Legacy OT assets that were not designed to defend against malicious cyber activities, combined with readily available information that identifies OT assets connected via the internet (e.g., Shodan, Kamerka ), are creating a “perfect storm” of 1) easy access to unsecured assets, 2) use of common, open-source information about devices, and 3) an extensive list of exploits deployable via common exploit frameworks  (e.g., Metasploit, Core Impact, and Immunity Canvas ).In particular, CISA noted that malicious actors had taken to launching spearphishing attacks, deploying crypto-ransomware, modifying control logic and parameters on PLCs along with executing other techniques. Those and other tactics had resulted in the loss of productivity and revenue, reduced availability of assets on the OT network and/or disruption to an organization's physical processes.

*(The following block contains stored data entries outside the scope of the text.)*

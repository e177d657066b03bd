// Integration tests for key-driven flows through the terminal UI
//
// Keys go through the same handler the event loop uses; deferred work is
// run by calling run_due_tasks with an instant past the configured delay.

use crossterm::event::KeyCode;
use houseflow::household::{JOINED_HOUSE_NAME, MemoryShare, Screen};
use houseflow::ui::state::{ActionButton, CreatePopup, DashboardPopup, UiState};
use houseflow::ui::{handle_key, render, run_due_tasks};
use ratatui::{Terminal, backend::TestBackend};
use std::time::Instant;

use crate::common::helpers::*;

fn draw(state: &mut UiState) -> String {
    let mut terminal = Terminal::new(TestBackend::new(100, 40)).unwrap();
    terminal.draw(|frame| render(frame, state)).unwrap();
    terminal
        .backend()
        .buffer()
        .content()
        .iter()
        .map(|cell| cell.symbol())
        .collect()
}

// ============================================================================
// Join flow
// ============================================================================

#[test]
fn test_join_with_demo_code() {
    let mut state = signed_in_ui();
    press(&mut state, KeyCode::Char('j'));
    assert_eq!(state.app.screen(), Screen::JoinHouse);

    type_text(&mut state, "house123");
    press(&mut state, KeyCode::Enter);
    assert!(state.join.validating);

    // Nothing happens before the delay
    run_due_tasks(&mut state, Instant::now());
    assert_eq!(state.app.screen(), Screen::JoinHouse);

    run_due_tasks(&mut state, later());
    assert_eq!(state.app.screen(), Screen::Dashboard);
    assert_eq!(state.app.house_name(), JOINED_HOUSE_NAME);
    assert_eq!(state.dashboard.list_state.selected(), Some(0));
}

#[test]
fn test_join_with_wrong_code_shows_error() {
    let mut state = signed_in_ui();
    press(&mut state, KeyCode::Char('j'));
    type_text(&mut state, "WRONG1");
    press(&mut state, KeyCode::Enter);
    run_due_tasks(&mut state, later());

    assert_eq!(state.app.screen(), Screen::JoinHouse);
    assert!(!state.join.validating);
    assert!(state.join.error.is_some());

    // Editing the code clears the error
    press(&mut state, KeyCode::Backspace);
    assert!(state.join.error.is_none());
}

#[test]
fn test_leaving_join_screen_drops_pending_validation() {
    let mut state = signed_in_ui();
    press(&mut state, KeyCode::Char('j'));
    type_text(&mut state, "HOUSE123");
    press(&mut state, KeyCode::Enter);

    press(&mut state, KeyCode::Esc);
    assert_eq!(state.app.screen(), Screen::HouseSelection);

    run_due_tasks(&mut state, later());
    assert_eq!(state.app.screen(), Screen::HouseSelection);
    assert!(!state.app.has_selected_house());
    assert!(state.tasks.is_empty());
}

#[test]
fn test_typing_q_in_join_field_does_not_quit() {
    let mut state = signed_in_ui();
    press(&mut state, KeyCode::Char('j'));
    press(&mut state, KeyCode::Char('q'));
    assert_eq!(state.join.code.value(), "q");
}

// ============================================================================
// Create flow
// ============================================================================

#[test]
fn test_create_house_flow() {
    let mut state = signed_in_ui().with_share(Box::new(MemoryShare::new()));
    press(&mut state, KeyCode::Char('c'));
    assert_eq!(state.app.screen(), Screen::CreateHouse);

    // Blank names are refused before the summary
    press(&mut state, KeyCode::Enter);
    assert!(state.create.error.is_some());
    assert!(state.create.popup.is_none());

    type_text(&mut state, "Maple Street");
    press(&mut state, KeyCode::Tab);
    press(&mut state, KeyCode::Right);
    press(&mut state, KeyCode::Tab);
    press(&mut state, KeyCode::Right);
    assert_eq!(state.create.members.get(), 4);

    press(&mut state, KeyCode::Enter);
    assert_eq!(state.create.popup, Some(CreatePopup::Summary));

    press(&mut state, KeyCode::Char('y'));
    let Some(CreatePopup::InviteCode(code)) = state.create.popup.clone() else {
        panic!("expected invite code popup");
    };
    assert_eq!(code.as_str().chars().count(), 8);

    press(&mut state, KeyCode::Char('c'));
    assert!(state.create.copied);
    run_due_tasks(&mut state, later());
    assert!(!state.create.copied);

    press(&mut state, KeyCode::Enter);
    assert_eq!(state.app.screen(), Screen::Dashboard);
    let house = state.app.house().unwrap();
    assert_eq!(house.name, "Maple Street");
    assert_eq!(house.invite_code.as_ref(), Some(&code));
}

#[test]
fn test_share_invite_message() {
    let mut state = signed_in_ui();
    press(&mut state, KeyCode::Char('c'));
    type_text(&mut state, "Oak Flat");
    press(&mut state, KeyCode::Enter);
    press(&mut state, KeyCode::Enter);
    press(&mut state, KeyCode::Char('s'));
    assert_eq!(state.status.as_deref(), Some("Invite message shared"));
}

// ============================================================================
// Dashboard
// ============================================================================

fn dashboard_ui() -> UiState {
    let mut state = signed_in_ui();
    press(&mut state, KeyCode::Char('j'));
    assert!(!handle_key(ctrl('d'), &mut state));
    press(&mut state, KeyCode::Enter);
    run_due_tasks(&mut state, later());
    assert_eq!(state.app.screen(), Screen::Dashboard);
    state
}

#[test]
fn test_toggle_selected_chore() {
    let mut state = dashboard_ui();
    press(&mut state, KeyCode::Down);
    press(&mut state, KeyCode::Char(' '));
    assert!(state.app.chores()[1].is_done);

    press(&mut state, KeyCode::Enter);
    assert!(matches!(
        state.dashboard.popup,
        Some(DashboardPopup::ChoreDetail(_))
    ));
    press(&mut state, KeyCode::Char(' '));
    assert!(!state.app.chores()[1].is_done);
    press(&mut state, KeyCode::Esc);
    assert!(state.dashboard.popup.is_none());
}

#[test]
fn test_action_button_collapses_after_delay() {
    let mut state = dashboard_ui();
    press(&mut state, KeyCode::Char('n'));
    assert_eq!(state.dashboard.action_button, ActionButton::Expanded);

    run_due_tasks(&mut state, later());
    assert_eq!(state.dashboard.action_button, ActionButton::Collapsed);
}

#[test]
fn test_action_button_collapses_behind_popup() {
    let mut state = dashboard_ui();
    press(&mut state, KeyCode::Char('n'));
    press(&mut state, KeyCode::Enter);
    assert!(matches!(
        state.dashboard.popup,
        Some(DashboardPopup::ChoreDetail(_))
    ));

    run_due_tasks(&mut state, later());
    press(&mut state, KeyCode::Esc);
    assert!(state.dashboard.popup.is_none());
    assert_eq!(state.dashboard.action_button, ActionButton::Collapsed);

    // The next press only expands again
    press(&mut state, KeyCode::Char('n'));
    assert_eq!(state.dashboard.action_button, ActionButton::Expanded);
    assert!(state.dashboard.popup.is_none());
}

#[test]
fn test_new_chore_popup() {
    let mut state = dashboard_ui();
    press(&mut state, KeyCode::Char('n'));
    press(&mut state, KeyCode::Char('n'));
    assert!(matches!(
        state.dashboard.popup,
        Some(DashboardPopup::NewChore(_))
    ));

    // Expanding was cancelled, so the collapse task is gone
    run_due_tasks(&mut state, later());
    assert!(state.dashboard.popup.is_some());

    type_text(&mut state, "Water plants");
    press(&mut state, KeyCode::Tab);
    press(&mut state, KeyCode::Tab);
    press(&mut state, KeyCode::Right);
    press(&mut state, KeyCode::Enter);

    assert!(state.dashboard.popup.is_none());
    assert_eq!(state.dashboard.action_button, ActionButton::Collapsed);
    let chore = state.app.chores().last().unwrap();
    assert_eq!(chore.title, "Water plants");
    assert_eq!(chore.assignee, state.app.members()[1].id);
    assert_eq!(state.dashboard.list_state.selected(), Some(5));
}

#[test]
fn test_logout_confirmation() {
    let mut state = dashboard_ui();
    press(&mut state, KeyCode::Char('l'));
    press(&mut state, KeyCode::Char('n'));
    assert_eq!(state.app.screen(), Screen::Dashboard);

    press(&mut state, KeyCode::Char('l'));
    press(&mut state, KeyCode::Char('y'));
    assert_eq!(state.app.screen(), Screen::Onboarding);
    assert!(state.app.chores().is_empty());
    assert_eq!(state.onboarding.page, 0);
}

#[test]
fn test_quit_keys() {
    let mut state = dashboard_ui();
    assert!(handle_key(key(KeyCode::Char('q')), &mut state));
    assert!(handle_key(ctrl('c'), &mut state));
}

// ============================================================================
// Rendering
// ============================================================================

#[test]
fn test_every_screen_renders() {
    let mut state = UiState::default();
    assert!(draw(&mut state).contains("HouseFlow"));

    let mut state = signed_in_ui();
    assert!(draw(&mut state).contains("Your House"));

    press(&mut state, KeyCode::Char('j'));
    assert!(draw(&mut state).contains("HOUSE123"));

    let mut state = dashboard_ui();
    let screen = draw(&mut state);
    assert!(screen.contains("Hi, Mahmut"));
    assert!(screen.contains("Take out the trash"));
    assert!(screen.contains("Weekly leader"));
}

Acknowledging those threats, CISA and NSA recommended that owners and operators of OT implement several best security practices. These should include the following
- Exercise an incident response plan: Additionally, organizations need to make sure they can respond to an incident in a timely matter. Towards that end, they need to have a plan that takes key roles and decision points into consideration. They can then test that plan by conducting tabletop incident response simulations.
- Monitor the OT network for potential threats: To provide an optimum level of security, organizations need to monitor the OT network for all instances of external access to the OT network. They should also monitor controllers for unauthorized change attempts.